REQUIRED WORK
Read the lines of the data below and retrieve those with "evaluate".

[[ EXERCISE MATERIAL, beginning ]]

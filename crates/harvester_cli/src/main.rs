mod cli;
mod config;
mod logging;
mod run;

use anyhow::Result;
use engine_logging::{engine_error, engine_warn};
use tokio_util::sync::CancellationToken;

use crate::config::AppConfig;

#[tokio::main]
async fn main() -> Result<()> {
    let opts = cli::parse();
    let config = AppConfig::resolve(&opts)?;
    logging::initialize(config.log, opts.log_level(), &config.log_file);

    let cancel = CancellationToken::new();
    tokio::spawn({
        let cancel = cancel.clone();
        async move {
            if tokio::signal::ctrl_c().await.is_ok() {
                engine_warn!("Interrupted; stopping after the current round");
                cancel.cancel();
            }
        }
    });

    match run::run(&config, cancel).await {
        Ok(report) => {
            println!("{}", report.summary_line());
            Ok(())
        }
        Err(err) => {
            engine_error!("{err:#}");
            Err(err)
        }
    }
}
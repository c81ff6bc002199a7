use crate::{CompletionReason, ProgressView};

#[derive(Debug, Clone, PartialEq)]
pub enum Effect {
    /// Wait the settle delay, then run the next round.
    Settle,
    ReportProgress(ProgressView),
    Finish { reason: CompletionReason },
}
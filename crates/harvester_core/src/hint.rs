use std::sync::LazyLock;

use regex::Regex;

static SHOWING_OF: LazyLock<Regex> = LazyLock::new(|| {
    Regex::new(r"(?i)showing\s+\d+\s+of\s+(\d+)").expect("static hint pattern")
});

/// Read the advisory total from page text such as `Showing 50 of 2849`.
/// A total of zero is ignored.
pub fn detect_count_hint(page_text: &str) -> Option<u64> {
    SHOWING_OF
        .captures(page_text)
        .and_then(|caps| caps.get(1))
        .and_then(|total| total.as_str().parse::<u64>().ok())
        .filter(|&total| total > 0)
}

pub fn completion_percent(accepted: usize, hint: Option<u64>) -> Option<f64> {
    hint.filter(|&n| n > 0)
        .map(|total| accepted as f64 / total as f64 * 100.0)
}
//! Harvester engine: page-driver plumbing and the virtualized-table harvest loop.
mod advancer;
#[cfg(feature = "chrome")]
mod chrome;
mod driver;
mod export;
mod extractor;
mod harvest;
mod locate;
mod navigate;
mod persist;
mod resolver;
pub mod scripts;
mod settings;
mod sink;
mod types;

pub use advancer::{reset_to_top, ScrollAdvancer};
#[cfg(feature = "chrome")]
pub use chrome::{ChromeDriver, ChromeSettings};
pub use driver::PageDriver;
pub use export::{
    export_records, record_to_json, Clock, ExportContext, ExportError, ExportOptions,
    ExportSummary,
};
pub use extractor::extract_rows;
pub use harvest::Harvester;
pub use locate::{locate_table, read_count_hint};
pub use navigate::{click_button_by_text, complete_step, run_wizard, WizardStep};
pub use persist::{ensure_output_dir, write_atomically, PersistError};
pub use resolver::{
    resolve_scroller, Resolution, ScrollerHandle, ScrollerOrigin, SCROLLER_MARKER_ATTR,
};
pub use settings::{HarvestSettings, LocateSettings};
pub use sink::{ChannelProgressSink, LogProgressSink, ProgressSink};
pub use types::{DriverError, DriverErrorKind, HarvestError, HarvestEvent, HarvestOutcome};
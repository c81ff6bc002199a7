#[derive(Debug, Clone, PartialEq)]
pub enum Msg {
    /// A round finished extracting and scrolling.
    RoundObserved {
        /// Ledger size after this round's candidates were offered.
        accepted_total: usize,
        scroll: crate::ScrollReport,
    },
    /// The advisory total was read from the page.
    TargetHintDetected(u64),
    /// The caller asked the loop to stop between rounds.
    CancelRequested,
}
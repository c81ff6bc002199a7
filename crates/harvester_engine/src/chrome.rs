//! [`PageDriver`] backed by a Chromium instance over the DevTools protocol.
use std::path::PathBuf;
use std::time::{Duration, Instant};

use chromiumoxide::browser::{Browser, BrowserConfig};
use chromiumoxide::element::Element;
use chromiumoxide::error::CdpError;
use chromiumoxide::page::Page;
use engine_logging::{engine_debug, engine_warn};
use futures_util::StreamExt;
use serde_json::Value;
use tokio::task::JoinHandle;

use crate::{DriverError, DriverErrorKind, PageDriver};

const SELECTOR_POLL: Duration = Duration::from_millis(100);

const IS_VISIBLE_FN: &str = "function() { \
    if (!this.isConnected) return false; \
    const s = getComputedStyle(this); \
    return s.visibility !== 'hidden' && (this.offsetParent !== null || s.position === 'fixed'); }";
const IS_ENABLED_FN: &str =
    "function() { return !this.disabled && this.getAttribute('aria-disabled') !== 'true'; }";

#[derive(Debug, Clone)]
pub struct ChromeSettings {
    pub headless: bool,
    /// Persistent profile; reusing it keeps an authenticated session between runs.
    pub user_data_dir: Option<PathBuf>,
    pub window_size: (u32, u32),
}

impl Default for ChromeSettings {
    fn default() -> Self {
        Self {
            headless: true,
            user_data_dir: None,
            window_size: (1400, 1000),
        }
    }
}

pub struct ChromeDriver {
    browser: Browser,
    page: Page,
    handler: JoinHandle<()>,
}

impl ChromeDriver {
    /// Launch Chromium and open `url` in a fresh page.
    pub async fn launch(settings: &ChromeSettings, url: &str) -> Result<Self, DriverError> {
        let mut builder = BrowserConfig::builder()
            .window_size(settings.window_size.0, settings.window_size.1);
        if !settings.headless {
            builder = builder.with_head();
        }
        if let Some(dir) = &settings.user_data_dir {
            builder = builder.user_data_dir(dir);
        }
        let config = builder
            .build()
            .map_err(|msg| DriverError::new(DriverErrorKind::Protocol, msg))?;

        let (browser, mut events) = Browser::launch(config).await.map_err(map_cdp_error)?;
        let handler = tokio::spawn(async move {
            while let Some(event) = events.next().await {
                if let Err(err) = event {
                    engine_warn!("Browser event loop stopped: {err}");
                    break;
                }
            }
        });

        let page = browser.new_page(url).await.map_err(map_cdp_error)?;
        page.wait_for_navigation().await.map_err(map_cdp_error)?;
        engine_debug!("Opened {url}");
        Ok(Self {
            browser,
            page,
            handler,
        })
    }

    pub async fn close(mut self) -> Result<(), DriverError> {
        let closed = self.browser.close().await.map(|_| ()).map_err(map_cdp_error);
        self.handler.abort();
        closed
    }

    async fn call_on(&self, element: &Element, function: &str) -> Result<Value, DriverError> {
        let returns = element
            .call_js_fn(function, false)
            .await
            .map_err(map_cdp_error)?;
        Ok(returns.result.value.unwrap_or(Value::Null))
    }
}

#[async_trait::async_trait]
impl PageDriver for ChromeDriver {
    type Element = Element;

    async fn evaluate(&self, script: &str, args: Value) -> Result<Value, DriverError> {
        let args = match args {
            Value::Array(items) => items,
            Value::Null => Vec::new(),
            other => vec![other],
        };
        let expression = format!("({script})(...{})", Value::Array(args));
        let result = self.page.evaluate(expression).await.map_err(map_cdp_error)?;
        Ok(result.value().cloned().unwrap_or(Value::Null))
    }

    async fn query_selector(&self, selector: &str) -> Result<Option<Element>, DriverError> {
        Ok(self.query_selector_all(selector).await?.into_iter().next())
    }

    async fn query_selector_all(&self, selector: &str) -> Result<Vec<Element>, DriverError> {
        match self.page.find_elements(selector).await {
            Ok(elements) => Ok(elements),
            Err(CdpError::NotFound) => Ok(Vec::new()),
            Err(err) => Err(map_cdp_error(err)),
        }
    }

    async fn click(&self, element: &Element) -> Result<(), DriverError> {
        element.click().await.map(|_| ()).map_err(map_cdp_error)
    }

    async fn is_visible(&self, element: &Element) -> Result<bool, DriverError> {
        Ok(self.call_on(element, IS_VISIBLE_FN).await?.as_bool().unwrap_or(false))
    }

    async fn is_enabled(&self, element: &Element) -> Result<bool, DriverError> {
        Ok(self.call_on(element, IS_ENABLED_FN).await?.as_bool().unwrap_or(false))
    }

    async fn inner_text(&self, element: &Element) -> Result<String, DriverError> {
        let text = element.inner_text().await.map_err(map_cdp_error)?;
        Ok(text.unwrap_or_default())
    }

    async fn wait_for_selector(
        &self,
        selector: &str,
        timeout: Duration,
    ) -> Result<Element, DriverError> {
        let deadline = Instant::now() + timeout;
        loop {
            if let Some(element) = self.query_selector(selector).await? {
                return Ok(element);
            }
            if Instant::now() >= deadline {
                return Err(DriverError::new(
                    DriverErrorKind::Timeout,
                    format!("{selector} not found within {timeout:?}"),
                ));
            }
            tokio::time::sleep(SELECTOR_POLL).await;
        }
    }
}

fn map_cdp_error(err: CdpError) -> DriverError {
    let kind = match &err {
        CdpError::NotFound => DriverErrorKind::NotFound,
        CdpError::Timeout => DriverErrorKind::Timeout,
        CdpError::JavascriptException(_) => DriverErrorKind::Script,
        // Protocol-level replies such as "Could not find node with given id".
        CdpError::Chrome(_) => DriverErrorKind::Detached,
        // Socket and channel failures mean the browser is gone.
        _ => DriverErrorKind::Disconnected,
    };
    DriverError::new(kind, err.to_string())
}
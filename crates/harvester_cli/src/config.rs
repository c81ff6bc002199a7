//! Run configuration: a RON file with command-line overrides on top.

use std::fs;
use std::path::{Path, PathBuf};
use std::time::Duration;

use harvester_core::{HarvestPolicy, StallPolicy, NO_PROGRESS_THRESHOLD, SAFETY_CEILING};
use harvester_engine::{ChromeSettings, HarvestSettings, WizardStep};
use clap::ValueEnum;
use serde::{Deserialize, Serialize};
use thiserror::Error;
use url::Url;

use crate::cli::CliOptions;
use crate::logging::LogDestination;

pub const DEFAULT_CONFIG_FILE: &str = "harvester.ron";

#[derive(Debug, Error)]
pub enum ConfigError {
    #[error("failed to read config {path:?}: {source}")]
    Read {
        path: PathBuf,
        #[source]
        source: std::io::Error,
    },
    #[error("failed to parse config {path:?}: {source}")]
    Parse {
        path: PathBuf,
        #[source]
        source: ron::error::SpannedError,
    },
    #[error("no target URL; set target_url in the config, pass --url or set TARGET_URL")]
    MissingUrl,
    #[error("invalid target URL {url:?}: {reason}")]
    InvalidUrl { url: String, reason: String },
    #[error("{0} must be greater than zero")]
    Zero(&'static str),
}

/// How a round that could not scroll affects the exhaustion counter.
#[derive(Debug, Clone, Copy, PartialEq, Eq, Default, Serialize, Deserialize, ValueEnum)]
#[serde(rename_all = "snake_case")]
pub enum StallSetting {
    #[default]
    Continue,
    Reset,
}

impl From<StallSetting> for StallPolicy {
    fn from(setting: StallSetting) -> Self {
        match setting {
            StallSetting::Continue => StallPolicy::Continue,
            StallSetting::Reset => StallPolicy::Reset,
        }
    }
}

#[derive(Debug, Clone, PartialEq, Eq, Default, Serialize, Deserialize)]
#[serde(default)]
pub struct StepConfig {
    pub label: String,
    pub options: Vec<String>,
    /// Click the first non-navigation button when no option matches.
    pub fallback_to_first: bool,
    pub advance: Vec<String>,
}

#[derive(Debug, Clone, PartialEq, Serialize, Deserialize)]
#[serde(default)]
pub struct AppConfig {
    pub target_url: String,
    pub output: PathBuf,
    pub write_manifest: bool,
    /// Defaults to the output path with a `.manifest.json` extension.
    pub manifest: Option<PathBuf>,
    pub headless: bool,
    pub user_data_dir: Option<PathBuf>,
    pub settle_delay_ms: u64,
    pub safety_ceiling: u64,
    pub no_progress_threshold: u32,
    pub stall_policy: StallSetting,
    pub progress_interval: u64,
    /// Used for progress percentages when the page shows no total.
    pub default_count_hint: Option<u64>,
    pub table_selector: Option<String>,
    pub wizard: Vec<StepConfig>,
    pub log: LogDestination,
    pub log_file: PathBuf,
}

impl Default for AppConfig {
    fn default() -> Self {
        let defaults = HarvestSettings::default();
        Self {
            target_url: String::new(),
            output: PathBuf::from("products.json"),
            write_manifest: true,
            manifest: None,
            headless: true,
            user_data_dir: None,
            settle_delay_ms: defaults.settle_delay.as_millis() as u64,
            safety_ceiling: SAFETY_CEILING,
            no_progress_threshold: NO_PROGRESS_THRESHOLD,
            stall_policy: StallSetting::default(),
            progress_interval: defaults.policy.progress_interval,
            default_count_hint: None,
            table_selector: None,
            wizard: default_wizard(),
            log: LogDestination::default(),
            log_file: PathBuf::from("harvester.log"),
        }
    }
}

/// Launch screen, data source, three default picks, then open the table.
/// Only the choice screens guess a button when nothing matches.
fn default_wizard() -> Vec<StepConfig> {
    let strings = |items: &[&str]| -> Vec<String> { items.iter().map(|s| s.to_string()).collect() };
    let click = |label: &str, options: &[&str]| StepConfig {
        label: label.to_string(),
        options: strings(options),
        ..StepConfig::default()
    };
    let choose = |label: &str, options: &[&str]| StepConfig {
        label: label.to_string(),
        options: strings(options),
        fallback_to_first: true,
        advance: strings(&["Next", "Continue", "View Products"]),
    };
    vec![
        click("Launch", &["Launch Challenge", "Start Challenge"]),
        choose("Data source", &["Local Database", "Local DB"]),
        choose("Category", &[]),
        choose("View type", &[]),
        choose("Load", &[]),
        click("Open table", &["View Products", "Finish", "Open"]),
    ]
}

impl AppConfig {
    pub fn load(path: &Path) -> Result<Self, ConfigError> {
        let content = fs::read_to_string(path).map_err(|source| ConfigError::Read {
            path: path.to_path_buf(),
            source,
        })?;
        ron::from_str(&content).map_err(|source| ConfigError::Parse {
            path: path.to_path_buf(),
            source,
        })
    }

    /// Load the explicit config, else `harvester.ron` if present, else defaults;
    /// then apply flags and validate.
    pub fn resolve(opts: &CliOptions) -> Result<Self, ConfigError> {
        let mut config = match &opts.config {
            Some(path) => Self::load(path)?,
            None if Path::new(DEFAULT_CONFIG_FILE).is_file() => {
                Self::load(Path::new(DEFAULT_CONFIG_FILE))?
            }
            None => Self::default(),
        };
        config.apply(opts);
        config.validate()?;
        Ok(config)
    }

    pub fn apply(&mut self, opts: &CliOptions) {
        if let Some(url) = &opts.url {
            self.target_url = url.clone();
        }
        if let Some(output) = &opts.output {
            self.output = output.clone();
        }
        if let Some(manifest) = &opts.manifest {
            self.manifest = Some(manifest.clone());
            self.write_manifest = true;
        }
        if opts.no_manifest {
            self.write_manifest = false;
        }
        if opts.headed {
            self.headless = false;
        }
        if let Some(dir) = &opts.profile_dir {
            self.user_data_dir = Some(dir.clone());
        }
        if let Some(ms) = opts.settle_ms {
            self.settle_delay_ms = ms;
        }
        if let Some(ceiling) = opts.safety_ceiling {
            self.safety_ceiling = ceiling;
        }
        if let Some(threshold) = opts.no_progress_threshold {
            self.no_progress_threshold = threshold;
        }
        if let Some(stall_policy) = opts.stall_policy {
            self.stall_policy = stall_policy;
        }
        if let Some(hint) = opts.count_hint {
            self.default_count_hint = Some(hint);
        }
        if let Some(selector) = &opts.table_selector {
            self.table_selector = Some(selector.clone());
        }
        if opts.skip_wizard {
            self.wizard.clear();
        }
        if let Some(log) = opts.log {
            self.log = log;
        }
    }

    pub fn validate(&self) -> Result<(), ConfigError> {
        if self.target_url.trim().is_empty() {
            return Err(ConfigError::MissingUrl);
        }
        let invalid = |reason: String| ConfigError::InvalidUrl {
            url: self.target_url.clone(),
            reason,
        };
        let url = Url::parse(&self.target_url).map_err(|err| invalid(err.to_string()))?;
        if !matches!(url.scheme(), "http" | "https" | "file") {
            return Err(invalid(format!("unsupported scheme {}", url.scheme())));
        }
        if self.safety_ceiling == 0 {
            return Err(ConfigError::Zero("safety_ceiling"));
        }
        if self.no_progress_threshold == 0 {
            return Err(ConfigError::Zero("no_progress_threshold"));
        }
        Ok(())
    }

    pub fn manifest_path(&self) -> Option<PathBuf> {
        if !self.write_manifest {
            return None;
        }
        Some(
            self.manifest
                .clone()
                .unwrap_or_else(|| self.output.with_extension("manifest.json")),
        )
    }

    pub fn harvest_settings(&self) -> HarvestSettings {
        HarvestSettings {
            policy: HarvestPolicy {
                safety_ceiling: self.safety_ceiling,
                no_progress_threshold: self.no_progress_threshold,
                stall_policy: self.stall_policy.into(),
                progress_interval: self.progress_interval,
            },
            settle_delay: Duration::from_millis(self.settle_delay_ms),
        }
    }

    pub fn chrome_settings(&self) -> ChromeSettings {
        ChromeSettings {
            headless: self.headless,
            user_data_dir: self.user_data_dir.clone(),
            ..ChromeSettings::default()
        }
    }

    pub fn wizard_steps(&self) -> Vec<WizardStep> {
        self.wizard
            .iter()
            .map(|step| WizardStep {
                label: step.label.clone(),
                options: step.options.clone(),
                fallback_to_first: step.fallback_to_first,
                advance: step.advance.clone(),
            })
            .collect()
    }
}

[[ EXERCISE MATERIAL, end ]]

ANSWER TO THIS PROBLEM
    async fn evaluate(&self, script: &str, args: Value) -> Result<Value, DriverError> {
        let result = self.page.evaluate(expression).await.map_err(map_cdp_error)?;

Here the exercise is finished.